Fibroblasts are a key component of the tumor microenvironment (TME) that can serve as a scaffold for
tumor cell migration and augment the
tumor's ability to withstand harsh conditions. When activated by external or endogenous stimuli, normal fibroblasts become cancer associated fibroblasts (CAFs), a heterogeneous group of stromal cells in the
tumor that are phenotypically and epigenetically different from normal fibroblasts. Dynamic crosstalk between
cancer cells, immune cells, and CAFs through
chemokines and surface signaling makes the TME conducive to
tumor growth.

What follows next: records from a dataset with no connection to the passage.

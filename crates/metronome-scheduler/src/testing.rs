//! Test doubles shared by the unit tests.

use std::collections::HashMap;
use std::sync::atomic::{AtomicU64, Ordering};
use std::sync::Mutex;
use std::time::Duration;

use metronome_timers::{
    validate_cron_expression, JobCallback, TimerDriver, TimerError, TimerHandle,
};

/// A timer driver that mints handles without spawning anything and
/// records every cancellation, so tests can assert exactly-once
/// cancellation and outstanding-timer counts.
pub(crate) struct FakeDriver {
    next_id: AtomicU64,
    started: Mutex<Vec<u64>>,
    cancelled: Mutex<HashMap<u64, usize>>,
}

impl FakeDriver {
    pub(crate) fn new() -> Self {
        Self {
            next_id: AtomicU64::new(1),
            started: Mutex::new(Vec::new()),
            cancelled: Mutex::new(HashMap::new()),
        }
    }

    /// Mint a started handle directly, bypassing the schedule kinds.
    pub(crate) fn mint(&self) -> TimerHandle {
        let id = self.next_id.fetch_add(1, Ordering::SeqCst);
        self.started.lock().unwrap().push(id);
        TimerHandle::new(id)
    }

    /// How many times the handle with `id` has been cancelled.
    pub(crate) fn cancelled_count(&self, id: u64) -> usize {
        self.cancelled.lock().unwrap().get(&id).copied().unwrap_or(0)
    }

    pub(crate) fn started_count(&self) -> usize {
        self.started.lock().unwrap().len()
    }
}

impl TimerDriver for FakeDriver {
    fn start_timeout(&self, _delay: Duration, _callback: JobCallback) -> TimerHandle {
        self.mint()
    }

    fn start_interval(&self, _period: Duration, _callback: JobCallback) -> TimerHandle {
        self.mint()
    }

    fn start_cron(
        &self,
        expression: &str,
        _callback: JobCallback,
    ) -> Result<TimerHandle, TimerError> {
        validate_cron_expression(expression)?;
        Ok(self.mint())
    }

    fn cancel(&self, handle: TimerHandle) {
        handle.cancel();
        *self.cancelled.lock().unwrap().entry(handle.id()).or_insert(0) += 1;
    }

    fn outstanding(&self) -> usize {
        let started = self.started.lock().unwrap().len();
        let cancelled = self.cancelled.lock().unwrap().len();
        started - cancelled
    }
}
#![no_std]

//! # Livestock Auction Ledger
//!
//! Custodial auction house for livestock NFTs. Two auction kinds share one
//! record shape:
//!
//! - **English**: ascending bids until a fixed `end_time`. Each accepted bid
//!   is held by the ledger; the bid it displaces becomes a pending return the
//!   displaced bidder pulls out with [`AuctionLedger::withdraw`].
//! - **Dutch**: the price decays linearly from `start_price` to `end_price`
//!   over `duration` and the first buyer to pay the current price wins.
//!
//! The auctioned token sits in the ledger's custody from creation until the
//! auction reaches its terminal state. An auction leaves `Active` exactly
//! once, and always before any funds or tokens leave the ledger.

use soroban_sdk::{contract, contracterror, contractimpl, log, Address, Env, Vec};

mod admin;
mod custody;
mod events;
mod pricing;
mod storage;
mod types;

pub use types::{
    Auction, AuctionKind, AuctionParams, AuctionStatus, AuctionTerms, Bid, DutchParams,
    DutchTerms, EnglishParams, EnglishTerms, LedgerConfig,
};

use events::{
    AdminChangedEventData, AuctionCancelledEventData, AuctionCreatedEventData,
    AuctionEndedEventData, BidPlacedEventData, DutchAuctionBoughtEventData,
    LedgerInitializedEventData, RefundWithdrawnEventData,
};

#[contracterror]
#[derive(Copy, Clone, Debug, Eq, PartialEq, PartialOrd, Ord)]
#[repr(u32)]
pub enum Error {
    NotInitialized = 1,
    AlreadyInitialized = 2,
    Unauthorized = 3,
    InvalidParameters = 4,
    NotOwner = 5,
    AuctionNotFound = 6,
    AuctionInactive = 7,
    TooEarly = 8,
    BidTooLow = 9,
    InsufficientPayment = 10,
    /// A token or payment transfer failed. The invocation is rolled back.
    TransferFailed = 11,
    WrongAuctionKind = 12,
    SellerCannotBid = 13,
    CannotCancelWithBids = 14,
    ArithmeticOverflow = 15,
}

#[contract]
pub struct AuctionLedger;

#[contractimpl]
impl AuctionLedger {
    /// Store the ledger configuration. Can only be called once.
    pub fn initialize(
        env: Env,
        admin: Address,
        payment_token: Address,
        nft_contract: Address,
    ) -> Result<(), Error> {
        if storage::has_config(&env) {
            return Err(Error::AlreadyInitialized);
        }
        admin.require_auth();

        let config = LedgerConfig {
            admin: admin.clone(),
            payment_token: payment_token.clone(),
            nft_contract: nft_contract.clone(),
        };
        storage::set_config(&env, &config);
        storage::extend_instance_ttl(&env);

        LedgerInitializedEventData {
            admin,
            payment_token,
            nft_contract,
        }
        .publish(&env);

        Ok(())
    }

    pub fn set_admin(env: Env, admin: Address, new_admin: Address) -> Result<(), Error> {
        let mut config = admin::require_admin(&env, &admin)?;

        config.admin = new_admin.clone();
        storage::set_config(&env, &config);

        AdminChangedEventData {
            old_admin: admin,
            new_admin,
        }
        .publish(&env);

        Ok(())
    }

    /// Open an auction for `token_id` and take the token into escrow.
    ///
    /// # Errors
    /// * `Error::InvalidParameters` - Negative amounts, zero duration, or a
    ///   Dutch `start_price` below its `end_price`
    /// * `Error::NotOwner` - `seller` does not hold `token_id`
    pub fn create_auction(
        env: Env,
        seller: Address,
        token_id: u64,
        params: AuctionParams,
    ) -> Result<u64, Error> {
        seller.require_auth();
        let config = admin::load_config(&env)?;

        let now = env.ledger().timestamp();
        let terms = build_terms(&params, now)?;

        if custody::token_owner(&env, &config, token_id) != Some(seller.clone()) {
            return Err(Error::NotOwner);
        }
        custody::escrow_token(&env, &config, &seller, token_id)?;

        let auction_id = storage::increment_auction_counter(&env);
        let auction = Auction {
            auction_id,
            seller: seller.clone(),
            token_id,
            status: AuctionStatus::Active,
            winner: None,
            created_at: now,
            terms,
        };
        storage::save_auction(&env, &auction);
        storage::extend_instance_ttl(&env);

        AuctionCreatedEventData {
            auction_id,
            seller,
            token_id,
            kind: auction.kind(),
        }
        .publish(&env);

        Ok(auction_id)
    }

    /// Place a bid on an English auction.
    ///
    /// The bid is collected into the ledger. The bid it outbids is credited
    /// to the previous bidder's pending returns.
    pub fn bid(env: Env, auction_id: u64, bidder: Address, amount: i128) -> Result<(), Error> {
        bidder.require_auth();
        let config = admin::load_config(&env)?;

        let mut auction = storage::get_auction(&env, auction_id).ok_or(Error::AuctionNotFound)?;
        let mut terms = english_terms(&auction)?;

        let now = env.ledger().timestamp();
        if !auction.is_active() || now >= terms.end_time {
            return Err(Error::AuctionInactive);
        }
        if bidder == auction.seller {
            return Err(Error::SellerCannotBid);
        }
        if amount <= terms.highest_bid || amount < terms.starting_bid {
            return Err(Error::BidTooLow);
        }

        custody::collect_payment(&env, &config, &bidder, amount)?;

        let displaced_bidder = terms.highest_bidder.clone();
        if let Some(previous) = &displaced_bidder {
            credit_pending_returns(&env, previous, terms.highest_bid)?;
        }

        terms.highest_bid = amount;
        terms.highest_bidder = Some(bidder.clone());
        terms.bid_count = terms.bid_count.saturating_add(1);
        auction.terms = AuctionTerms::English(terms);
        storage::save_auction(&env, &auction);

        storage::add_bid_to_history(
            &env,
            auction_id,
            Bid {
                bidder: bidder.clone(),
                amount,
                timestamp: now,
            },
        );

        BidPlacedEventData {
            auction_id,
            bidder,
            amount,
            displaced_bidder,
        }
        .publish(&env);

        Ok(())
    }

    /// Pay out everything owed to `bidder` from displaced bids.
    ///
    /// Returns the amount paid. A zero balance is a no-op returning 0.
    pub fn withdraw(env: Env, bidder: Address) -> Result<i128, Error> {
        bidder.require_auth();
        let config = admin::load_config(&env)?;

        let amount = storage::get_pending_returns(&env, &bidder);
        if amount == 0 {
            return Ok(0);
        }

        // Zero first: nothing may observe the old balance once payout starts.
        storage::clear_pending_returns(&env, &bidder);
        custody::pay_out(&env, &config, &bidder, amount)?;

        RefundWithdrawnEventData {
            bidder: bidder.clone(),
            amount,
        }
        .publish(&env);

        Ok(amount)
    }

    /// Finalize an English auction once `end_time` has passed. Anyone may call.
    ///
    /// The highest bid goes to the seller and the token to the highest
    /// bidder. Without bids the token returns to the seller.
    pub fn end_auction(env: Env, auction_id: u64, caller: Address) -> Result<(), Error> {
        caller.require_auth();
        let config = admin::load_config(&env)?;

        let mut auction = storage::get_auction(&env, auction_id).ok_or(Error::AuctionNotFound)?;
        let terms = english_terms(&auction)?;

        if !auction.is_active() {
            return Err(Error::AuctionInactive);
        }
        if env.ledger().timestamp() < terms.end_time {
            return Err(Error::TooEarly);
        }

        match &terms.highest_bidder {
            Some(winner) => {
                auction.status = AuctionStatus::Settled;
                auction.winner = Some(winner.clone());
                storage::save_auction(&env, &auction);

                custody::pay_out(&env, &config, &auction.seller, terms.highest_bid)?;
                custody::release_token(&env, &config, winner, auction.token_id)?;
                log!(&env, "english auction settled", auction_id, terms.highest_bid);
            }
            None => {
                auction.status = AuctionStatus::Cancelled;
                storage::save_auction(&env, &auction);

                custody::release_token(&env, &config, &auction.seller, auction.token_id)?;
                log!(&env, "english auction closed without bids", auction_id);
            }
        }

        AuctionEndedEventData {
            auction_id,
            status: auction.status,
            winner: auction.winner.clone(),
            amount: terms.highest_bid,
        }
        .publish(&env);

        Ok(())
    }

    /// Withdraw an auction nobody has bid on or bought yet.
    pub fn cancel_auction(env: Env, auction_id: u64, seller: Address) -> Result<(), Error> {
        seller.require_auth();
        let config = admin::load_config(&env)?;

        let mut auction = storage::get_auction(&env, auction_id).ok_or(Error::AuctionNotFound)?;
        if auction.seller != seller {
            return Err(Error::Unauthorized);
        }
        if !auction.is_active() {
            return Err(Error::AuctionInactive);
        }
        if let AuctionTerms::English(terms) = &auction.terms {
            if terms.highest_bidder.is_some() {
                return Err(Error::CannotCancelWithBids);
            }
        }

        auction.status = AuctionStatus::Cancelled;
        storage::save_auction(&env, &auction);
        custody::release_token(&env, &config, &seller, auction.token_id)?;

        AuctionCancelledEventData { auction_id, seller }.publish(&env);

        Ok(())
    }

    /// Current price of a Dutch auction. Read only.
    pub fn get_current_price(env: Env, auction_id: u64) -> Result<i128, Error> {
        let auction = storage::get_auction(&env, auction_id).ok_or(Error::AuctionNotFound)?;
        let terms = dutch_terms(&auction)?;
        pricing::dutch_price(&terms, env.ledger().timestamp())
    }

    /// Buy a Dutch auction at its current price.
    ///
    /// `amount_paid` is collected in full; the seller receives the current
    /// price and the excess is refunded to the buyer.
    ///
    /// # Errors
    /// * `Error::AuctionInactive` - Already bought or cancelled
    /// * `Error::InsufficientPayment` - `amount_paid` is below the current price
    pub fn buy_dutch_auction(
        env: Env,
        auction_id: u64,
        buyer: Address,
        amount_paid: i128,
    ) -> Result<(), Error> {
        buyer.require_auth();
        let config = admin::load_config(&env)?;

        let mut auction = storage::get_auction(&env, auction_id).ok_or(Error::AuctionNotFound)?;
        let terms = dutch_terms(&auction)?;

        if !auction.is_active() {
            return Err(Error::AuctionInactive);
        }
        if buyer == auction.seller {
            return Err(Error::SellerCannotBid);
        }

        let now = env.ledger().timestamp();
        let price = pricing::dutch_price(&terms, now)?;
        if amount_paid < price {
            return Err(Error::InsufficientPayment);
        }
        let refund = amount_paid - price;

        // Terminal status is written before any value moves.
        auction.status = AuctionStatus::Settled;
        auction.winner = Some(buyer.clone());
        storage::save_auction(&env, &auction);

        custody::collect_payment(&env, &config, &buyer, amount_paid)?;
        custody::pay_out(&env, &config, &auction.seller, price)?;
        custody::pay_out(&env, &config, &buyer, refund)?;
        custody::release_token(&env, &config, &buyer, auction.token_id)?;

        storage::add_bid_to_history(
            &env,
            auction_id,
            Bid {
                bidder: buyer.clone(),
                amount: price,
                timestamp: now,
            },
        );
        log!(&env, "dutch auction bought", auction_id, price);

        DutchAuctionBoughtEventData {
            auction_id,
            buyer,
            price,
            refunded: refund,
        }
        .publish(&env);

        Ok(())
    }

    // ========== QUERIES ==========

    pub fn get_auction(env: Env, auction_id: u64) -> Result<Auction, Error> {
        storage::get_auction(&env, auction_id).ok_or(Error::AuctionNotFound)
    }

    pub fn get_bid_history(env: Env, auction_id: u64) -> Result<Vec<Bid>, Error> {
        if storage::get_auction(&env, auction_id).is_none() {
            return Err(Error::AuctionNotFound);
        }
        Ok(storage::get_bid_history(&env, auction_id))
    }

    pub fn get_highest_bid(env: Env, auction_id: u64) -> Result<(Option<Address>, i128), Error> {
        let auction = storage::get_auction(&env, auction_id).ok_or(Error::AuctionNotFound)?;
        let terms = english_terms(&auction)?;
        Ok((terms.highest_bidder, terms.highest_bid))
    }

    /// Amount `bidder` can currently withdraw
    pub fn pending_returns(env: Env, bidder: Address) -> i128 {
        storage::get_pending_returns(&env, &bidder)
    }

    pub fn auction_count(env: Env) -> u64 {
        storage::get_auction_counter(&env)
    }

    pub fn get_config(env: Env) -> Result<LedgerConfig, Error> {
        admin::load_config(&env)
    }
}

fn build_terms(params: &AuctionParams, now: u64) -> Result<AuctionTerms, Error> {
    match params {
        AuctionParams::English(p) => {
            if p.starting_bid < 0 || p.duration == 0 {
                return Err(Error::InvalidParameters);
            }
            let end_time = now
                .checked_add(p.duration)
                .ok_or(Error::InvalidParameters)?;
            Ok(AuctionTerms::English(EnglishTerms {
                starting_bid: p.starting_bid,
                end_time,
                highest_bid: 0,
                highest_bidder: None,
                bid_count: 0,
            }))
        }
        AuctionParams::Dutch(p) => {
            if p.end_price < 0 || p.start_price < p.end_price || p.duration == 0 {
                return Err(Error::InvalidParameters);
            }
            if now.checked_add(p.duration).is_none() {
                return Err(Error::InvalidParameters);
            }
            // Bounds every spread * elapsed the price decay computes.
            if (p.start_price - p.end_price)
                .checked_mul(p.duration as i128)
                .is_none()
            {
                return Err(Error::InvalidParameters);
            }
            Ok(AuctionTerms::Dutch(DutchTerms {
                start_price: p.start_price,
                end_price: p.end_price,
                start_time: now,
                duration: p.duration,
            }))
        }
    }
}

fn english_terms(auction: &Auction) -> Result<EnglishTerms, Error> {
    match &auction.terms {
        AuctionTerms::English(terms) => Ok(terms.clone()),
        AuctionTerms::Dutch(_) => Err(Error::WrongAuctionKind),
    }
}

fn dutch_terms(auction: &Auction) -> Result<DutchTerms, Error> {
    match &auction.terms {
        AuctionTerms::Dutch(terms) => Ok(terms.clone()),
        AuctionTerms::English(_) => Err(Error::WrongAuctionKind),
    }
}

fn credit_pending_returns(env: &Env, bidder: &Address, amount: i128) -> Result<(), Error> {
    let balance = storage::get_pending_returns(env, bidder)
        .checked_add(amount)
        .ok_or(Error::ArithmeticOverflow)?;
    storage::set_pending_returns(env, bidder, balance);
    Ok(())
}

#[cfg(test)]
mod test;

When activated, CAFs promote
tumorigenesis and
metastasis through several phenomena including regulation of
tumor immunity, metabolic reprogramming of the TME, extracellular matrix remodeling and contraction, and induction of therapeutic resistance. Ionizing radiation (radiation theraphy [RT]) is a potent immunological stimulant that has been shown to increase cytotoxic Teff infiltration and IFN-I stimulated genes. RT, however, is unable to overcome the infiltration and activation of immunosuppressive cells which can contribute to
tumor progression. Another paradox of RT is that, while very effective at killing
cancer cells, it can contribute to the formation of CAFs. This review examines how the interplay between CAFs and immune cells during RT contributes to organ
fibrosis, immunosuppression, and
tumor growth. We focus on targeting mechanistic pathways of CAF formation as a potentially effective strategy not only for preventing organ
fibrosis, but also in hampering
tumor progression in response to RT.